我还没有测试过你的代码,但我会分享一些一般性的技巧:
"I generate sound samples at different frequency (sin/saw/triangle generators)"
所以您在某个字节数组中有 PCM 样本。让我们假设 16 位,每个 Short @ [i] 保存 sample @ [i] 的振幅。其中 [i] 是您在样本总数中的位置。
..."As an array of
Doublevalues"...
对于您的数字声音 (PCM),您应该使用 Floats。您的输入声音是 16 位格式吗?您稍后可以转换为 16 位值整数(或短整数)。
同时检查这个其他答案:
对于问题...
"What is correct way to add audio samples into the one without clipping"
使用 + 进行 adding 有什么问题?
final_sample[i] = ( sourceA[i] /2 ) + ( sourceB[i] /2 ); //divide by 2 to halve amplitudes
我们除以 2 将每个源的振幅减半。这样,即使每个 Source 的样本值(振幅)为 1.0,在混合过程中它们也会给出 0.5 作为它们的最大值。

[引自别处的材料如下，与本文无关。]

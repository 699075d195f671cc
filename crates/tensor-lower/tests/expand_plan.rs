use tensor_lower::{
    ir_utils::{shape_mixed, shape_static},
    lowering::{
        common_broadcast_shape, expand_dims_shape, expand_like_pytorch, rank_extension_axes,
        RankBias, ShapeError, TargetDim,
    },
    spec::Dimension,
};

fn targets(values: &[i64]) -> Vec<TargetDim> {
    values.iter().copied().map(TargetDim::Static).collect()
}

#[test]
fn new_leading_dim_is_broadcast() {
    let plan = expand_like_pytorch(&shape_static(&[3]), &targets(&[2, 3])).unwrap();
    assert_eq!(plan.leading_dims, 1);
    assert_eq!(plan.axes, vec![0]);
}

#[test]
fn unit_dim_is_broadcast_to_target() {
    let plan = expand_like_pytorch(&shape_static(&[1, 3]), &targets(&[4, 3])).unwrap();
    assert_eq!(plan.leading_dims, 0);
    assert_eq!(plan.axes, vec![0]);
}

#[test]
fn minus_one_keeps_input_extent() {
    let plan = expand_like_pytorch(&shape_static(&[3, 3]), &targets(&[-1, 3])).unwrap();
    assert!(plan.is_identity());
}

#[test]
fn dynamic_target_only_broadcasts_unit_dims() {
    let plan = expand_like_pytorch(
        &shape_static(&[1, 3]),
        &[TargetDim::Dynamic, TargetDim::Dynamic],
    )
    .unwrap();
    assert_eq!(plan.axes, vec![0]);
}

#[test]
fn dynamic_input_dim_is_not_broadcast() {
    let plan = expand_like_pytorch(&shape_mixed(&[None, Some(1)]), &targets(&[-1, 5])).unwrap();
    assert_eq!(plan.axes, vec![1]);
}

#[test]
fn fewer_targets_than_input_rank_is_rejected() {
    let err = expand_like_pytorch(&shape_static(&[2, 3]), &targets(&[3])).unwrap_err();
    assert_eq!(err, ShapeError::RankMismatch { input: 2, target: 1 });
}

#[test]
fn negative_extent_on_new_dim_is_rejected() {
    let err = expand_like_pytorch(&shape_static(&[3]), &targets(&[-1, 3])).unwrap_err();
    assert_eq!(err, ShapeError::InvalidExtent { extent: -1 });
}

#[test]
fn rank_extension_respects_bias() {
    assert_eq!(rank_extension_axes(2, 4, RankBias::Leading), vec![0, 1]);
    assert_eq!(rank_extension_axes(2, 4, RankBias::Trailing), vec![2, 3]);
    assert!(rank_extension_axes(3, 2, RankBias::Leading).is_empty());
}

#[test]
fn expand_dims_shape_inserts_unit_axes() {
    let shape = expand_dims_shape(&shape_static(&[4, 5]), &[0, 2]);
    assert_eq!(shape, shape_static(&[1, 4, 1, 5]));
}

#[test]
fn common_shape_aligns_trailing_dims() {
    let common =
        common_broadcast_shape(&[shape_static(&[2, 1]), shape_static(&[3]), shape_static(&[])])
            .unwrap();
    assert_eq!(common, shape_static(&[2, 3]));
}

#[test]
fn common_shape_reports_static_mismatch() {
    let err = common_broadcast_shape(&[shape_static(&[2]), shape_static(&[3])]).unwrap_err();
    assert!(matches!(err, ShapeError::BroadcastMismatch { .. }));
}

#[test]
fn common_shape_keeps_matching_symbols_and_declines_others() {
    let same = common_broadcast_shape(&[shape_mixed(&[None]), shape_static(&[1])]).unwrap();
    assert!(matches!(same.dims()[0], Dimension::Dynamic(_)));

    let err = common_broadcast_shape(&[shape_mixed(&[None]), shape_static(&[4])]).unwrap_err();
    assert!(matches!(err, ShapeError::Unresolved { .. }));
}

混合 final_sample 现在总计为 1.0。希望没有剪辑。
"1) If I add (
combineWithNormalize) and finally normalize to[-1...1]:
result: Quality of sound is good, but signal is too silent."
尝试通过乘以样本值来增强信号。例如:signal * 2.0 //double volume.
PS: 查看这篇文章 + 其他 Stack Exchange 任何想法的答案:
(1) blog: Mix Audio Samples on iOS(试试同样的逻辑,代码很容易理解)。
(2) SO: Modify volume gain on audio sample buffer.
(3) SO: Mixing PCM audio samples.
(4) SO: Algorithm To Mix Sound.
(5) DSP: Algorithm(s) to mix audio signals without clipping.